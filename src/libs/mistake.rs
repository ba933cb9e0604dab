use chrono::{DateTime, Local};
use serde::{Deserialize, Serialize};

use super::error::{PlannerError, Result};
use super::task::Priority;

/// A logged mistake: what went wrong on which chapter, and how to fix it.
#[derive(Debug, Clone, PartialEq, Serialize, Deserialize)]
pub struct Mistake {
    pub id: String,
    pub subject_id: String,
    pub chapter_id: String,
    pub content: String,
    pub solution: Option<String>,
    pub priority: Priority,
    pub created_at: DateTime<Local>,
    pub is_resolved: bool,
    pub revision_count: u32,
    pub last_revised: Option<DateTime<Local>>,
}

#[derive(Debug, Clone, PartialEq)]
pub struct NewMistake {
    pub subject_id: String,
    pub chapter_id: String,
    pub content: String,
    pub solution: Option<String>,
    pub priority: Priority,
}

impl NewMistake {
    pub fn new(subject_id: &str, chapter_id: &str, content: &str) -> Self {
        NewMistake {
            subject_id: subject_id.to_string(),
            chapter_id: chapter_id.to_string(),
            content: content.to_string(),
            solution: None,
            priority: Priority::Medium,
        }
    }

    pub fn with_solution(mut self, solution: Option<String>) -> Self {
        self.solution = solution.filter(|s| !s.trim().is_empty());
        self
    }

    pub fn with_priority(mut self, priority: Priority) -> Self {
        self.priority = priority;
        self
    }

    /// Rejects blank content.
    pub fn validate(&self) -> Result<()> {
        if self.content.trim().is_empty() {
            return Err(PlannerError::validation("mistake content must not be empty"));
        }
        Ok(())
    }
}

/// Fields that `mistake edit` may change. `None` leaves the field as is.
#[derive(Debug, Clone, Default, PartialEq)]
pub struct MistakeUpdate {
    pub content: Option<String>,
    pub solution: Option<String>,
    pub priority: Option<Priority>,
}

impl MistakeUpdate {
    pub fn is_empty(&self) -> bool {
        self.content.is_none() && self.solution.is_none() && self.priority.is_none()
    }

    pub fn apply(&self, mistake: &mut Mistake) -> Result<()> {
        if let Some(content) = &self.content {
            if content.trim().is_empty() {
                return Err(PlannerError::validation("mistake content must not be empty"));
            }
            mistake.content = content.clone();
        }
        if let Some(solution) = &self.solution {
            mistake.solution = Some(solution.clone()).filter(|s| !s.trim().is_empty());
        }
        if let Some(priority) = self.priority {
            mistake.priority = priority;
        }
        Ok(())
    }
}

#[cfg(test)]
mod tests {
    use super::*;

    fn sample() -> Mistake {
        Mistake {
            id: "m1".into(),
            subject_id: "physics".into(),
            chapter_id: "p4".into(),
            content: "Sign error in friction".into(),
            solution: None,
            priority: Priority::Medium,
            created_at: Local::now(),
            is_resolved: false,
            revision_count: 0,
            last_revised: None,
        }
    }

    #[test]
    fn test_blank_content_rejected() {
        assert!(NewMistake::new("physics", "p4", "   ").validate().is_err());
        assert!(NewMistake::new("physics", "p4", "units").validate().is_ok());
    }

    #[test]
    fn test_update_applies_only_given_fields() {
        let mut mistake = sample();
        let update = MistakeUpdate {
            solution: Some("Draw the free body diagram first".into()),
            priority: Some(Priority::High),
            ..Default::default()
        };
        update.apply(&mut mistake).unwrap();

        assert_eq!(mistake.content, "Sign error in friction");
        assert_eq!(mistake.solution.as_deref(), Some("Draw the free body diagram first"));
        assert_eq!(mistake.priority, Priority::High);
    }

    #[test]
    fn test_update_clears_blank_solution() {
        let mut mistake = sample();
        mistake.solution = Some("old".into());
        MistakeUpdate {
            solution: Some(String::new()),
            ..Default::default()
        }
        .apply(&mut mistake)
        .unwrap();
        assert_eq!(mistake.solution, None);
    }
}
--------------------
What you will do - Copy every record precisely, omitting nothing.

Task result -
filename src/libs/mistake.rs
repository ba933cb9e0604dab
use chrono::{DateTime, Local};
use serde::{Deserialize, Serialize};

use super::error::{PlannerError, Result};
use super::task::Priority;

/// A logged mistake: what went wrong on which chapter, and how to fix it.
#[derive(Debug, Clone, PartialEq, Serialize, Deserialize)]
pub struct Mistake {
    pub id: String,
    pub subject_id: String,
    pub chapter_id: String,
    pub content: String,
    pub solution: Option<String>,
    pub priority: Priority,
    pub created_at: DateTime<Local>,
    pub is_resolved: bool,
    pub revision_count: u32,
    pub last_revised: Option<DateTime<Local>>,
}

#[derive(Debug, Clone, PartialEq)]
pub struct NewMistake {
    pub subject_id: String,
    pub chapter_id: String,
    pub content: String,
    pub solution: Option<String>,
    pub priority: Priority,
}

impl NewMistake {
    pub fn new(subject_id: &str, chapter_id: &str, content: &str) -> Self {
        NewMistake {
            subject_id: subject_id.to_string(),
            chapter_id: chapter_id.to_string(),
            content: content.to_string(),
            solution: None,
            priority: Priority::Medium,
        }
    }

    pub fn with_solution(mut self, solution: Option<String>) -> Self {
        self.solution = solution.filter(|s| !s.trim().is_empty());
        self
    }

    pub fn with_priority(mut self, priority: Priority) -> Self {
        self.priority = priority;
        self
    }

    /// Rejects blank content.
    pub fn validate(&self) -> Result<()> {
        if self.content.trim().is_empty() {
            return Err(PlannerError::validation("mistake content must not be empty"));
        }
        Ok(())
    }
}

/// Fields that `mistake edit` may change. `None` leaves the field as is.
#[derive(Debug, Clone, Default, PartialEq)]
pub struct MistakeUpdate {
    pub content: Option<String>,
    pub solution: Option<String>,
    pub priority: Option<Priority>,
}

impl MistakeUpdate {
    pub fn is_empty(&self) -> bool {
        self.content.is_none() && self.solution.is_none() && self.priority.is_none()
    }

    pub fn apply(&self, mistake: &mut Mistake) -> Result<()> {
        if let Some(content) = &self.content {
            if content.trim().is_empty() {
                return Err(PlannerError::validation("mistake content must not be empty"));
            }
            mistake.content = content.clone();
        }
        if let Some(solution) = &self.solution {
            mistake.solution = Some(solution.clone()).filter(|s| !s.trim().is_empty());
        }
        if let Some(priority) = self.priority {
            mistake.priority = priority;
        }
        Ok(())
    }
}

#[cfg(test)]
mod tests {
    use super::*;

    fn sample() -> Mistake {
        Mistake {
            id: "m1".into(),
            subject_id: "physics".into(),
            chapter_id: "p4".into(),
            content: "Sign error in friction".into(),
            solution: None,
            priority: Priority::Medium,
            created_at: Local::now(),
            is_resolved: false,
            revision_count: 0,
            last_revised: None,
        }
    }

    #[test]
    fn test_blank_content_rejected() {
        assert!(NewMistake::new("physics", "p4", "   ").validate().is_err());
        assert!(NewMistake::new("physics", "p4", "units").validate().is_ok());
    }

    #[test]
    fn test_update_applies_only_given_fields() {
        let mut mistake = sample();
        let update = MistakeUpdate {
            solution: Some("Draw the free body diagram first".into()),
            priority: Some(Priority::High),
            ..Default::default()
        };
        update.apply(&mut mistake).unwrap();

        assert_eq!(mistake.content, "Sign error in friction");
        assert_eq!(mistake.solution.as_deref(), Some("Draw the free body diagram first"));
        assert_eq!(mistake.priority, Priority::High);
    }

    #[test]
    fn test_update_clears_blank_solution() {
        let mut mistake = sample();
        mistake.solution = Some("old".into());
        MistakeUpdate {
            solution: Some(String::new()),
            ..Default::default()
        }
        .apply(&mut mistake)
        .unwrap();
        assert_eq!(mistake.solution, None);
    }
}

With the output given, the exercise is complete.